About this task
A complete answer lists every line of the entries below where the string "true" appears.

Data records
···

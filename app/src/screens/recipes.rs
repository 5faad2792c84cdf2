//! Recipes screen and the meal planner.
//!
//! In a planning mode each recipe row takes a servings count. Submitting
//! sends every recipe with servings above zero to the service, either to
//! generate a shopping list or to mark the recipes as consumed. Servings are
//! reset and planning ends as soon as the request is sent.

use crate::environment::AppEnvironment;
use crate::notice::{NoticeLevel, NoticeSlot};
use crate::reconciler::{ListAction, ListReducer, ListState};
use crate::resource::AppMutation;
use crate::workflow::{WorkflowAction, WorkflowReducer, WorkflowState};
use larder_client::{GatewayError, Id, Recipe, ServingsRequest};
use larder_core::composition::scope;
use larder_core::effect::Effect;
use larder_core::reducer::Reducer;
use larder_core::{async_call, smallvec, SmallVec};
use std::sync::Arc;

/// What servings are being collected for.
#[derive(Debug, Clone, Copy, PartialEq, Eq)]
pub enum PlanMode {
    /// Not planning
    Browsing,
    /// Servings become a shopping list
    GeneratingList,
    /// Servings are deducted from the pantry
    Consuming,
}

impl PlanMode {
    const fn success(self) -> &'static str {
        match self {
            PlanMode::GeneratingList => "Shopping list generated - go to your shopping list.",
            PlanMode::Consuming | PlanMode::Browsing => "Recipe consumption successful.",
        }
    }

    const fn failure(self) -> &'static str {
        match self {
            PlanMode::GeneratingList => "Failed to generate shopping list",
            PlanMode::Consuming | PlanMode::Browsing => "Failed to consume recipes",
        }
    }
}

/// Recipes screen state.
#[derive(Debug, Clone)]
pub struct RecipesState {
    /// Recipes, each carrying its planned servings
    pub recipes: ListState<Recipe>,
    /// Create/edit/delete panel
    pub workflow: WorkflowState<Recipe>,
    /// Planning mode
    pub mode: PlanMode,
    /// A plan request is in flight
    pub planning: bool,
    /// Planner notices
    pub notice: NoticeSlot,
}

impl RecipesState {
    /// Screen in `mode`, recipes not yet loaded
    #[must_use]
    pub fn new(mode: PlanMode) -> Self {
        Self {
            recipes: ListState::new(()),
            workflow: WorkflowState::new(()),
            mode,
            planning: false,
            notice: NoticeSlot::default(),
        }
    }

    /// Recipes with servings above zero, as a request
    #[must_use]
    pub fn plan(&self) -> Vec<ServingsRequest> {
        self.recipes
            .items
            .iter()
            .filter(|recipe| recipe.servings > 0)
            .map(|recipe| ServingsRequest {
                id: recipe.id.clone(),
                servings: recipe.servings,
            })
            .collect()
    }

    fn reset(&mut self) {
        self.mode = PlanMode::Browsing;
        for recipe in &mut self.recipes.items {
            recipe.servings = 0;
        }
    }
}

impl Default for RecipesState {
    fn default() -> Self {
        Self::new(PlanMode::Browsing)
    }
}

/// Recipes screen input.
#[derive(Debug, Clone)]
pub enum RecipesAction {
    /// Recipe list input
    Recipes(ListAction<Recipe>),
    /// Bus announcement
    Bus(AppMutation),
    /// Panel input
    Workflow(WorkflowAction<Recipe>),
    /// Enter a planning mode
    StartPlan(PlanMode),
    /// Servings text typed for a recipe; unparseable counts as zero
    SetServings {
        /// Recipe row
        id: Id,
        /// Raw input
        servings: String,
    },
    /// Send the plan
    SubmitPlan,
    /// Leave planning without sending anything
    CancelPlan,
    /// Plan accepted
    PlanSent(PlanMode),
    /// Plan rejected
    PlanFailed {
        /// Mode the plan was sent in
        mode: PlanMode,
        /// What went wrong
        error: GatewayError,
    },
    /// Notice timer expired
    DismissNotice(u64),
}

/// Reducer for the recipes screen.
#[derive(Debug, Clone, Copy, Default)]
pub struct RecipesReducer;

impl RecipesReducer {
    fn submit_plan(state: &mut RecipesState, env: &AppEnvironment) -> Effect<RecipesAction> {
        let mode = state.mode;
        if mode == PlanMode::Browsing || state.planning {
            return Effect::None;
        }

        let plan = state.plan();
        state.reset();
        if plan.is_empty() {
            return Effect::None;
        }

        tracing::info!(?mode, recipes = plan.len(), "Submitting plan");
        state.planning = true;
        let gateway = Arc::clone(&env.gateway);
        async_call! {
            call: async {
                match mode {
                    PlanMode::GeneratingList => gateway.generate_shopping_list(&plan).await,
                    PlanMode::Consuming | PlanMode::Browsing => gateway.consume_recipes(&plan).await,
                }
            },
            on_success: |_sent| Some(RecipesAction::PlanSent(mode)),
            on_error: |error| Some(RecipesAction::PlanFailed { mode, error })
        }
    }
}

impl Reducer for RecipesReducer {
    type State = RecipesState;
    type Action = RecipesAction;
    type Environment = AppEnvironment;

    fn reduce(
        &self,
        state: &mut RecipesState,
        action: RecipesAction,
        env: &AppEnvironment,
    ) -> SmallVec<[Effect<RecipesAction>; 4]> {
        match action {
            RecipesAction::Recipes(action) => {
                scope(&ListReducer::<Recipe>::new(), &mut state.recipes, action, env, RecipesAction::Recipes)
            },

            RecipesAction::Bus(mutation) => scope(
                &ListReducer::<Recipe>::new(),
                &mut state.recipes,
                ListAction::Bus(mutation),
                env,
                RecipesAction::Recipes,
            ),

            RecipesAction::Workflow(action) => {
                scope(&WorkflowReducer::<Recipe>::new(), &mut state.workflow, action, env, RecipesAction::Workflow)
            },

            RecipesAction::StartPlan(mode) => {
                if !state.planning {
                    state.reset();
                    state.mode = mode;
                }
                smallvec![Effect::None]
            },

            RecipesAction::SetServings { id, servings } => {
                if state.mode != PlanMode::Browsing {
                    if let Some(recipe) = state.recipes.items.iter_mut().find(|recipe| recipe.id == id) {
                        recipe.servings = servings.trim().parse().unwrap_or(0);
                    }
                }
                smallvec![Effect::None]
            },

            RecipesAction::SubmitPlan => smallvec![Self::submit_plan(state, env)],

            RecipesAction::CancelPlan => {
                state.reset();
                smallvec![Effect::None]
            },

            RecipesAction::PlanSent(mode) => {
                state.planning = false;
                smallvec![state.notice.show(
                    NoticeLevel::Success,
                    mode.success(),
                    env.notice_ttl,
                    RecipesAction::DismissNotice
                )]
            },

            RecipesAction::PlanFailed { mode, error } => {
                state.planning = false;
                tracing::warn!(?mode, %error, "Plan failed");
                smallvec![state.notice.show(
                    NoticeLevel::Failure,
                    mode.failure(),
                    env.notice_ttl,
                    RecipesAction::DismissNotice
                )]
            },

            RecipesAction::DismissNotice(id) => {
                state.notice.dismiss(id);
                smallvec![Effect::None]
            },
        }
    }
}
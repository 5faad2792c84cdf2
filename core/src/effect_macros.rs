//! Declarative macros for building effects
//!
//! Most reducers in the client issue a single gateway call and map its
//! outcome to one of two actions. [`async_call!`] captures that shape.

/// Create an `Effect::Future` that awaits a fallible call and maps both outcomes
///
/// The call expression is evaluated inside the future, so anything it borrows
/// must be moved in beforehand (typically a cloned `Arc<dyn Gateway>`).
///
/// # Example
///
/// ```rust,ignore
/// use larder_core::async_call;
///
/// let gateway = Arc::clone(&env.gateway);
/// async_call! {
///     call: gateway.list_recipes(),
///     on_success: |recipes| Some(RecipesAction::Loaded { ticket, recipes }),
///     on_error: |error| Some(RecipesAction::LoadFailed { ticket, error })
/// }
/// ```
#[macro_export]
macro_rules! async_call {
    (
        call: $call:expr,
        on_success: |$success_param:ident| $success_body:expr,
        on_error: |$error_param:ident| $error_body:expr
    ) => {
        $crate::effect::Effect::Future(::std::boxed::Box::pin(async move {
            match $call.await {
                ::std::result::Result::Ok($success_param) => $success_body,
                ::std::result::Result::Err($error_param) => $error_body,
            }
        }))
    };
}

/// Create an `Effect::Delay` for scheduling a follow-up action
///
/// # Example
///
/// ```rust,ignore
/// use larder_core::delay;
/// use std::time::Duration;
///
/// delay! {
///     duration: Duration::from_secs(2),
///     action: PantryAction::DismissNotice { id }
/// }
/// ```
#[macro_export]
macro_rules! delay {
    (
        duration: $duration:expr,
        action: $action:expr
    ) => {
        $crate::effect::Effect::Delay {
            duration: $duration,
            action: ::std::boxed::Box::new($action),
        }
    };
}

#[cfg(test)]
mod tests {
    use crate::effect::Effect;
    use std::time::Duration;

    #[derive(Clone, Debug, PartialEq)]
    enum TestAction {
        Fetched(u32),
        FetchFailed(String),
        NoticeExpired,
    }

    async fn fetch(ok: bool) -> Result<u32, String> {
        if ok { Ok(3) } else { Err("offline".to_string()) }
    }

    #[test]
    fn async_call_maps_success() {
        let effect: Effect<TestAction> = async_call! {
            call: fetch(true),
            on_success: |count| Some(TestAction::Fetched(count)),
            on_error: |error| Some(TestAction::FetchFailed(error))
        };

        let Effect::Future(future) = effect else {
            panic!("expected future effect");
        };
        assert_eq!(tokio_test::block_on(future), Some(TestAction::Fetched(3)));
    }

    #[test]
    fn async_call_maps_error() {
        let effect: Effect<TestAction> = async_call! {
            call: fetch(false),
            on_success: |count| Some(TestAction::Fetched(count)),
            on_error: |error| Some(TestAction::FetchFailed(error))
        };

        let Effect::Future(future) = effect else {
            panic!("expected future effect");
        };
        assert_eq!(
            tokio_test::block_on(future),
            Some(TestAction::FetchFailed("offline".to_string()))
        );
    }

    #[test]
    fn delay_boxes_action() {
        let effect = delay! {
            duration: Duration::from_millis(2000),
            action: TestAction::NoticeExpired
        };

        match effect {
            Effect::Delay { duration, action } => {
                assert_eq!(duration, Duration::from_millis(2000));
                assert_eq!(*action, TestAction::NoticeExpired);
            },
            other => panic!("unexpected effect: {other:?}"),
        }
    }
}
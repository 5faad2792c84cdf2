//! Short-lived user notices (the toast).
//!
//! A [`NoticeSlot`] holds at most one notice. Showing a notice replaces the
//! previous one and, unless it is blocking, schedules its own dismissal with
//! a `Delay` effect. A dismissal only clears the notice it was scheduled for,
//! so an older timer never removes a newer notice.

use larder_core::delay;
use larder_core::effect::Effect;
use std::time::Duration;

/// Notice text for a form that failed validation.
pub const FORM_INVALID: &str = "Form invalid - Please complete all fields";

/// How a notice is presented.
#[derive(Debug, Clone, Copy, PartialEq, Eq)]
pub enum NoticeLevel {
    /// A completed action
    Success,
    /// A failed gateway call; auto-dismissed
    Failure,
    /// Must be acknowledged; never auto-dismissed
    Blocking,
}

impl NoticeLevel {
    const fn label(self) -> &'static str {
        match self {
            NoticeLevel::Success => "success",
            NoticeLevel::Failure => "failure",
            NoticeLevel::Blocking => "blocking",
        }
    }
}

/// One visible notice.
#[derive(Debug, Clone, PartialEq, Eq)]
pub struct Notice {
    /// Identifies this notice for dismissal
    pub id: u64,
    /// Presentation
    pub level: NoticeLevel,
    /// Text shown to the user
    pub message: String,
}

/// Holder for the current notice of one screen or panel.
#[derive(Debug, Clone, Default, PartialEq, Eq)]
pub struct NoticeSlot {
    current: Option<Notice>,
    next_id: u64,
}

impl NoticeSlot {
    /// The notice on display, if any
    #[must_use]
    pub const fn current(&self) -> Option<&Notice> {
        self.current.as_ref()
    }

    /// Text of the notice on display
    #[must_use]
    pub fn message(&self) -> Option<&str> {
        self.current.as_ref().map(|notice| notice.message.as_str())
    }

    /// Display `message`, replacing any current notice.
    ///
    /// Returns the effect that dismisses it after `ttl`; blocking notices
    /// return `Effect::None` and stay until [`NoticeSlot::dismiss`].
    pub fn show<A, F>(&mut self, level: NoticeLevel, message: impl Into<String>, ttl: Duration, dismiss: F) -> Effect<A>
    where
        F: FnOnce(u64) -> A,
    {
        let message = message.into();
        match level {
            NoticeLevel::Success => tracing::info!(notice = %message, "Notice"),
            NoticeLevel::Failure | NoticeLevel::Blocking => tracing::warn!(notice = %message, "Notice"),
        }
        metrics::counter!("app.notices.shown", "level" => level.label()).increment(1);

        self.next_id += 1;
        let id = self.next_id;
        self.current = Some(Notice { id, level, message });

        if level == NoticeLevel::Blocking {
            Effect::None
        } else {
            delay! {
                duration: ttl,
                action: dismiss(id)
            }
        }
    }

    /// Clear the notice `id`, if it is still the one on display
    pub fn dismiss(&mut self, id: u64) {
        if self.current.as_ref().is_some_and(|notice| notice.id == id) {
            self.current = None;
        }
    }
}

#[cfg(test)]
#[allow(clippy::panic)]
mod tests {
    use super::*;

    #[test]
    fn stale_dismissal_keeps_newer_notice() {
        let mut slot = NoticeSlot::default();
        let ttl = Duration::from_millis(100);

        let _ = slot.show(NoticeLevel::Failure, "first", ttl, |id| id);
        let first = slot.current().map(|n| n.id).unwrap_or_default();
        let _ = slot.show(NoticeLevel::Success, "second", ttl, |id| id);

        slot.dismiss(first);
        assert_eq!(slot.message(), Some("second"));
    }

    #[test]
    fn blocking_notice_has_no_timer() {
        let mut slot = NoticeSlot::default();
        let effect = slot.show(NoticeLevel::Blocking, FORM_INVALID, Duration::from_secs(2), |id| id);

        assert!(effect.is_none());
        assert_eq!(slot.message(), Some(FORM_INVALID));
    }

    #[test]
    fn transient_notice_schedules_its_own_dismissal() {
        let mut slot = NoticeSlot::default();
        let effect = slot.show(NoticeLevel::Success, "saved", Duration::from_millis(1500), |id| id);

        match effect {
            Effect::Delay { duration, action } => {
                assert_eq!(duration, Duration::from_millis(1500));
                assert_eq!(Some(*action), slot.current().map(|n| n.id));
            },
            other => panic!("expected delay, got {other:?}"),
        }
    }
}
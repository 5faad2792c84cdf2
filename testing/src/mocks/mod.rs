//! Mock implementations of environment traits

mod gateway;
mod token_store;

pub use gateway::{Call, MockGateway};
pub use token_store::MemoryTokenStore;
/// The per-screen store.
pub mod store {
    use super::{
        Arc, AtomicBool, AtomicUsize, DecrementGuard, Duration, Effect, EffectHandle,
        EffectTracking, Ordering, PendingGuard, Reducer, RwLock, StoreError,
    };
    use tokio::sync::{broadcast, watch};

    /// Runs one screen: its state behind an `RwLock`, its reducer and
    /// environment, and the effects the reducer returns.
    ///
    /// Clones share state, so a clone handed to a bus pump or a spawned task
    /// drives the same screen.
    pub struct Store<S, A, E, R>
    where
        R: Reducer<State = S, Action = A, Environment = E>,
    {
        state: Arc<RwLock<S>>,
        reducer: R,
        environment: E,
        cancelled: Arc<AtomicBool>,
        pending_effects: Arc<AtomicUsize>,
        /// Every action produced by an effect is broadcast here once it has
        /// been reduced, so callers can await a specific outcome.
        action_broadcast: broadcast::Sender<A>,
    }

    impl<S, A, E, R> Store<S, A, E, R>
    where
        R: Reducer<State = S, Action = A, Environment = E> + Send + Sync + 'static,
        A: Send + Clone + 'static,
        S: Send + Sync + 'static,
        E: Send + Sync + 'static,
    {
        /// A live store over `initial_state`
        ///
        /// The action broadcast holds 16 actions; use
        /// [`Store::with_broadcast_capacity`] for chattier screens.
        #[must_use]
        pub fn new(initial_state: S, reducer: R, environment: E) -> Self {
            Self::with_broadcast_capacity(initial_state, reducer, environment, 16)
        }

        /// [`Store::new`] with room for `capacity` unread broadcast actions
        #[must_use]
        pub fn with_broadcast_capacity(
            initial_state: S,
            reducer: R,
            environment: E,
            capacity: usize,
        ) -> Self {
            let (action_broadcast, _) = broadcast::channel(capacity.max(1));

            Self {
                state: Arc::new(RwLock::new(initial_state)),
                reducer,
                environment,
                cancelled: Arc::new(AtomicBool::new(false)),
                pending_effects: Arc::new(AtomicUsize::new(0)),
                action_broadcast,
            }
        }

        /// Send an action through the reducer and start its effects
        ///
        /// # Errors
        ///
        /// Returns [`StoreError::Cancelled`] if the store has been cancelled.
        #[tracing::instrument(skip(self, action), name = "store_send")]
        pub async fn send(&self, action: A) -> Result<EffectHandle, StoreError>
        where
            R: Clone,
            E: Clone,
        {
            if self.is_cancelled() {
                tracing::debug!("Rejected action: store cancelled");
                metrics::counter!("store.cancelled.rejected_actions").increment(1);
                return Err(StoreError::Cancelled);
            }

            metrics::counter!("store.actions.total").increment(1);

            let (handle, tracking) = EffectHandle::new();

            let effects = {
                let mut state = self.state.write().await;
                let span = tracing::debug_span!("reducer_execution");
                let _enter = span.enter();
                self.reducer.reduce(&mut *state, action, &self.environment)
            };

            tracing::trace!("Reducer returned {} effects", effects.len());
            for effect in effects {
                self.execute_effect(effect, tracking.clone());
            }

            Ok(handle)
        }

        /// Send an action and wait for an effect-produced action matching `predicate`
        ///
        /// Subscribes before sending, so a fast effect cannot slip past.
        ///
        /// # Errors
        ///
        /// - [`StoreError::Timeout`]: no matching action before `timeout`
        /// - [`StoreError::ChannelClosed`]: the broadcast channel closed
        /// - [`StoreError::Cancelled`]: the store has been cancelled
        pub async fn send_and_wait_for<F>(
            &self,
            action: A,
            predicate: F,
            timeout: Duration,
        ) -> Result<A, StoreError>
        where
            R: Clone,
            E: Clone,
            F: Fn(&A) -> bool,
        {
            let mut rx = self.action_broadcast.subscribe();

            self.send(action).await?;

            tokio::time::timeout(timeout, async {
                loop {
                    match rx.recv().await {
                        Ok(action) if predicate(&action) => return Ok(action),
                        Ok(_) => {},
                        Err(broadcast::error::RecvError::Lagged(skipped)) => {
                            tracing::warn!(skipped, "Action observer lagged");
                        },
                        Err(broadcast::error::RecvError::Closed) => {
                            return Err(StoreError::ChannelClosed);
                        },
                    }
                }
            })
            .await
            .map_err(|_| StoreError::Timeout)?
        }

        /// Borrow the current state for the duration of `f`
        ///
        /// ```ignore
        /// let rows = store.state(|s| s.items.len()).await;
        /// ```
        pub async fn state<F, T>(&self, f: F) -> T
        where
            F: FnOnce(&S) -> T,
        {
            let state = self.state.read().await;
            f(&*state)
        }

        /// Stop accepting actions and drop the results of in-flight effects
        ///
        /// Effects already running are not aborted: a gateway request that
        /// has been sent still completes on the server. Only its reply is
        /// discarded.
        pub fn cancel(&self) {
            if !self.cancelled.swap(true, Ordering::AcqRel) {
                tracing::debug!(
                    pending = self.pending_effects.load(Ordering::SeqCst),
                    "Store cancelled"
                );
            }
        }

        /// Whether [`Store::cancel`] has been called
        #[must_use]
        pub fn is_cancelled(&self) -> bool {
            self.cancelled.load(Ordering::Acquire)
        }

        /// Number of effects currently running
        #[must_use]
        pub fn pending_effects(&self) -> usize {
            self.pending_effects.load(Ordering::SeqCst)
        }

        /// Wait until no effects are running, including effects spawned by
        /// feedback actions
        ///
        /// # Errors
        ///
        /// Returns [`StoreError::Timeout`] if effects are still running after `timeout`.
        pub async fn settle(&self, timeout: Duration) -> Result<(), StoreError> {
            let deadline = tokio::time::Instant::now() + timeout;
            while self.pending_effects() > 0 {
                if tokio::time::Instant::now() >= deadline {
                    tracing::warn!(pending = self.pending_effects(), "Store did not settle in time");
                    return Err(StoreError::Timeout);
                }
                tokio::time::sleep(Duration::from_millis(5)).await;
            }
            Ok(())
        }

        /// Deliver an effect-produced action, unless the store was cancelled
        async fn feed_back(&self, action: A)
        where
            R: Clone,
            E: Clone,
        {
            if self.is_cancelled() {
                tracing::trace!("Dropping effect result: store cancelled");
                metrics::counter!("store.cancelled.dropped_actions").increment(1);
                return;
            }

            // Reduce first, so a waiter woken by the broadcast reads the new state.
            match self.send(action.clone()).await {
                Ok(_) => {
                    let _ = self.action_broadcast.send(action);
                },
                Err(error) => tracing::trace!(%error, "Feedback action rejected"),
            }
        }

        /// Spawn `effect`, counting it against `tracking` and the store.
        ///
        /// Effects never halt the store: a panicking effect is isolated in
        /// its task and [`DecrementGuard`] still releases its tracking slot.
        #[allow(clippy::needless_pass_by_value)]
        fn execute_effect(&self, effect: Effect<A>, tracking: EffectTracking)
        where
            R: Clone,
            E: Clone,
        {
            match effect {
                Effect::None => {
                    metrics::counter!("store.effects.executed", "type" => "none").increment(1);
                },
                Effect::Future(fut) => {
                    metrics::counter!("store.effects.executed", "type" => "future").increment(1);
                    let (guard, pending) = self.track(&tracking);
                    let store = self.clone();

                    tokio::spawn(async move {
                        let _guard = guard;
                        let _pending = pending;

                        if let Some(action) = fut.await {
                            store.feed_back(action).await;
                        }
                    });
                },
                Effect::Delay { duration, action } => {
                    metrics::counter!("store.effects.executed", "type" => "delay").increment(1);
                    let (guard, pending) = self.track(&tracking);
                    let store = self.clone();

                    tokio::spawn(async move {
                        let _guard = guard;
                        let _pending = pending;

                        tokio::time::sleep(duration).await;
                        store.feed_back(*action).await;
                    });
                },
                Effect::Parallel(effects) => {
                    metrics::counter!("store.effects.executed", "type" => "parallel").increment(1);
                    for effect in effects {
                        self.execute_effect(effect, tracking.clone());
                    }
                },
                Effect::Sequential(effects) => {
                    metrics::counter!("store.effects.executed", "type" => "sequential").increment(1);
                    let (guard, pending) = self.track(&tracking);
                    let store = self.clone();

                    tokio::spawn(async move {
                        let _guard = guard;
                        let _pending = pending;

                        for effect in effects {
                            if store.is_cancelled() {
                                break;
                            }

                            let (sub_tx, mut sub_rx) = watch::channel(());
                            let sub_tracking = EffectTracking {
                                counter: Arc::new(AtomicUsize::new(0)),
                                notifier: sub_tx,
                            };

                            store.execute_effect(effect, sub_tracking.clone());

                            while sub_tracking.counter.load(Ordering::SeqCst) > 0 {
                                if sub_rx.changed().await.is_err() {
                                    break;
                                }
                            }
                        }
                    });
                },
            }
        }

        fn track(&self, tracking: &EffectTracking) -> (DecrementGuard, PendingGuard) {
            tracking.increment();
            self.pending_effects.fetch_add(1, Ordering::SeqCst);
            (
                DecrementGuard(tracking.clone()),
                PendingGuard(Arc::clone(&self.pending_effects)),
            )
        }
    }

    impl<S, A, E, R> Clone for Store<S, A, E, R>
    where
        R: Reducer<State = S, Action = A, Environment = E> + Clone,
        E: Clone,
    {
        fn clone(&self) -> Self {
            Self {
                state: Arc::clone(&self.state),
                reducer: self.reducer.clone(),
                environment: self.environment.clone(),
                cancelled: Arc::clone(&self.cancelled),
                pending_effects: Arc::clone(&self.pending_effects),
                action_broadcast: self.action_broadcast.clone(),
            }
        }
    }
}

···

Solution
        state.planning = true;
            call: fetch(true),
            if !self.cancelled.swap(true, Ordering::AcqRel) {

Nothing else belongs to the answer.